Word for word, set down the entries that follow.
[[ Record extracts, beginning ]]
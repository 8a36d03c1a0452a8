//! Per-guild credential storage backed by SQLite.
//!
//! Every secret column pair (`*_ciphertext`, `*_nonce`) holds a
//! [`SecretBlob`](crate::crypto::SecretBlob) produced by the crypto module;
//! plaintext never reaches the database. The guild is the tenant boundary:
//! every query filters by `guild_id`, and there is no global credential
//! listing.
//!
//! # Thread Safety
//! - Connection is wrapped in Mutex for safe concurrent access
//! - Writes that touch the default-workspace invariant run in a transaction

mod claude;
mod google;
mod legacy;
mod oauth_states;
mod workspaces;

pub use claude::{ClaudeConfigRecord, ClaudeSettings};
pub use google::GoogleCredentialRecord;
pub use legacy::LegacyConfigRecord;
pub use workspaces::{NewWorkspace, WorkspaceRecord};

use chrono::{DateTime, SecondsFormat, Utc};
use rusqlite::Connection;
use std::path::Path;
use std::sync::Mutex;
use thiserror::Error;

#[derive(Debug, Error)]
pub enum StoreError {
    #[error("database error: {0}")]
    Database(#[from] rusqlite::Error),
    #[error("invalid settings: {0}")]
    InvalidSettings(String),
    #[error("a completed legacy config must carry a token")]
    LegacyTokenMissing,
}

const SCHEMA: &str = r#"
CREATE TABLE IF NOT EXISTS legacy_configs (
    guild_id INTEGER PRIMARY KEY,
    workspace_id TEXT,
    token_ciphertext TEXT,
    token_nonce TEXT,
    setup_complete INTEGER NOT NULL DEFAULT 0,
    created_at TEXT NOT NULL,
    updated_at TEXT NOT NULL
);

CREATE TABLE IF NOT EXISTS clickup_workspaces (
    id INTEGER PRIMARY KEY,
    guild_id INTEGER NOT NULL,
    workspace_id TEXT NOT NULL,
    workspace_name TEXT NOT NULL,
    token_ciphertext TEXT NOT NULL,
    token_nonce TEXT NOT NULL,
    is_active INTEGER NOT NULL DEFAULT 1,
    is_default INTEGER NOT NULL DEFAULT 0,
    added_by_user_id INTEGER NOT NULL,
    created_at TEXT NOT NULL,
    updated_at TEXT NOT NULL,
    UNIQUE(guild_id, workspace_id)
);
CREATE INDEX IF NOT EXISTS idx_workspaces_guild ON clickup_workspaces(guild_id, is_active);

CREATE TABLE IF NOT EXISTS claude_configs (
    guild_id INTEGER PRIMARY KEY,
    api_key_ciphertext TEXT NOT NULL,
    api_key_nonce TEXT NOT NULL,
    model TEXT NOT NULL,
    max_tokens INTEGER NOT NULL,
    temperature REAL NOT NULL,
    is_enabled INTEGER NOT NULL DEFAULT 1,
    added_by_user_id INTEGER NOT NULL,
    created_at TEXT NOT NULL,
    updated_at TEXT NOT NULL
);

CREATE TABLE IF NOT EXISTS google_credentials (
    id INTEGER PRIMARY KEY,
    guild_id INTEGER NOT NULL,
    user_id INTEGER NOT NULL,
    email TEXT NOT NULL,
    credentials_ciphertext TEXT NOT NULL,
    credentials_nonce TEXT NOT NULL,
    is_default INTEGER NOT NULL DEFAULT 0,
    created_at TEXT NOT NULL,
    updated_at TEXT NOT NULL,
    UNIQUE(guild_id, user_id)
);
CREATE INDEX IF NOT EXISTS idx_google_credentials_guild ON google_credentials(guild_id);

CREATE TABLE IF NOT EXISTS oauth_states (
    state TEXT PRIMARY KEY,
    provider TEXT NOT NULL,
    guild_id INTEGER NOT NULL,
    user_id INTEGER NOT NULL,
    created_at TEXT NOT NULL,
    expires_at TEXT NOT NULL
);
CREATE INDEX IF NOT EXISTS idx_oauth_states_expiry ON oauth_states(expires_at);
"#;

/// Timestamps are stored as fixed-width RFC 3339 UTC (microsecond precision,
/// `Z` suffix) so lexicographic comparison in SQL matches chronological order.
pub(crate) fn ts(dt: DateTime<Utc>) -> String {
    dt.to_rfc3339_opts(SecondsFormat::Micros, true)
}

/// Credential store over a single SQLite database.
pub struct Store {
    conn: Mutex<Connection>,
}

impl Store {
    /// Creates or opens the store, creating the schema if needed.
    pub fn open<P: AsRef<Path>>(db_path: P) -> Result<Self, StoreError> {
        let conn = Connection::open(db_path)?;
        conn.execute_batch(SCHEMA)?;

        Ok(Self {
            conn: Mutex::new(conn),
        })
    }
}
[[ Record extracts, end ]]
» **Written solution**:
repository 8a36d03c1a0452a8
//! Per-guild credential storage backed by SQLite.
//!
//! Every secret column pair (`*_ciphertext`, `*_nonce`) holds a
//! [`SecretBlob`](crate::crypto::SecretBlob) produced by the crypto module;
//! plaintext never reaches the database. The guild is the tenant boundary:
//! every query filters by `guild_id`, and there is no global credential
//! listing.
//!
//! # Thread Safety
//! - Connection is wrapped in Mutex for safe concurrent access
//! - Writes that touch the default-workspace invariant run in a transaction

mod claude;
mod google;
mod legacy;
mod oauth_states;
mod workspaces;

pub use claude::{ClaudeConfigRecord, ClaudeSettings};
pub use google::GoogleCredentialRecord;
pub use legacy::LegacyConfigRecord;
pub use workspaces::{NewWorkspace, WorkspaceRecord};

use chrono::{DateTime, SecondsFormat, Utc};
use rusqlite::Connection;
use std::path::Path;
use std::sync::Mutex;
use thiserror::Error;

#[derive(Debug, Error)]
pub enum StoreError {
    #[error("database error: {0}")]
    Database(#[from] rusqlite::Error),
    #[error("invalid settings: {0}")]
    InvalidSettings(String),
    #[error("a completed legacy config must carry a token")]
    LegacyTokenMissing,
}

const SCHEMA: &str = r#"
CREATE TABLE IF NOT EXISTS legacy_configs (
    guild_id INTEGER PRIMARY KEY,
    workspace_id TEXT,
    token_ciphertext TEXT,
    token_nonce TEXT,
    setup_complete INTEGER NOT NULL DEFAULT 0,
    created_at TEXT NOT NULL,
    updated_at TEXT NOT NULL
);

CREATE TABLE IF NOT EXISTS clickup_workspaces (
    id INTEGER PRIMARY KEY,
    guild_id INTEGER NOT NULL,
    workspace_id TEXT NOT NULL,
    workspace_name TEXT NOT NULL,
    token_ciphertext TEXT NOT NULL,
    token_nonce TEXT NOT NULL,
    is_active INTEGER NOT NULL DEFAULT 1,
    is_default INTEGER NOT NULL DEFAULT 0,
    added_by_user_id INTEGER NOT NULL,
    created_at TEXT NOT NULL,
    updated_at TEXT NOT NULL,
    UNIQUE(guild_id, workspace_id)
);
CREATE INDEX IF NOT EXISTS idx_workspaces_guild ON clickup_workspaces(guild_id, is_active);

CREATE TABLE IF NOT EXISTS claude_configs (
    guild_id INTEGER PRIMARY KEY,
    api_key_ciphertext TEXT NOT NULL,
    api_key_nonce TEXT NOT NULL,
    model TEXT NOT NULL,
    max_tokens INTEGER NOT NULL,
    temperature REAL NOT NULL,
    is_enabled INTEGER NOT NULL DEFAULT 1,
    added_by_user_id INTEGER NOT NULL,
    created_at TEXT NOT NULL,
    updated_at TEXT NOT NULL
);

CREATE TABLE IF NOT EXISTS google_credentials (
    id INTEGER PRIMARY KEY,
    guild_id INTEGER NOT NULL,
    user_id INTEGER NOT NULL,
    email TEXT NOT NULL,
    credentials_ciphertext TEXT NOT NULL,
    credentials_nonce TEXT NOT NULL,
    is_default INTEGER NOT NULL DEFAULT 0,
    created_at TEXT NOT NULL,
    updated_at TEXT NOT NULL,
    UNIQUE(guild_id, user_id)
);
CREATE INDEX IF NOT EXISTS idx_google_credentials_guild ON google_credentials(guild_id);

CREATE TABLE IF NOT EXISTS oauth_states (
    state TEXT PRIMARY KEY,
    provider TEXT NOT NULL,
    guild_id INTEGER NOT NULL,
    user_id INTEGER NOT NULL,
    created_at TEXT NOT NULL,
    expires_at TEXT NOT NULL
);
CREATE INDEX IF NOT EXISTS idx_oauth_states_expiry ON oauth_states(expires_at);
"#;

/// Timestamps are stored as fixed-width RFC 3339 UTC (microsecond precision,
/// `Z` suffix) so lexicographic comparison in SQL matches chronological order.
pub(crate) fn ts(dt: DateTime<Utc>) -> String {
    dt.to_rfc3339_opts(SecondsFormat::Micros, true)
}

/// Credential store over a single SQLite database.
pub struct Store {
    conn: Mutex<Connection>,
}

impl Store {
    /// Creates or opens the store, creating the schema if needed.
    pub fn open<P: AsRef<Path>>(db_path: P) -> Result<Self, StoreError> {
        let conn = Connection::open(db_path)?;
        conn.execute_batch(SCHEMA)?;

        Ok(Self {
            conn: Mutex::new(conn),
        })
    }
}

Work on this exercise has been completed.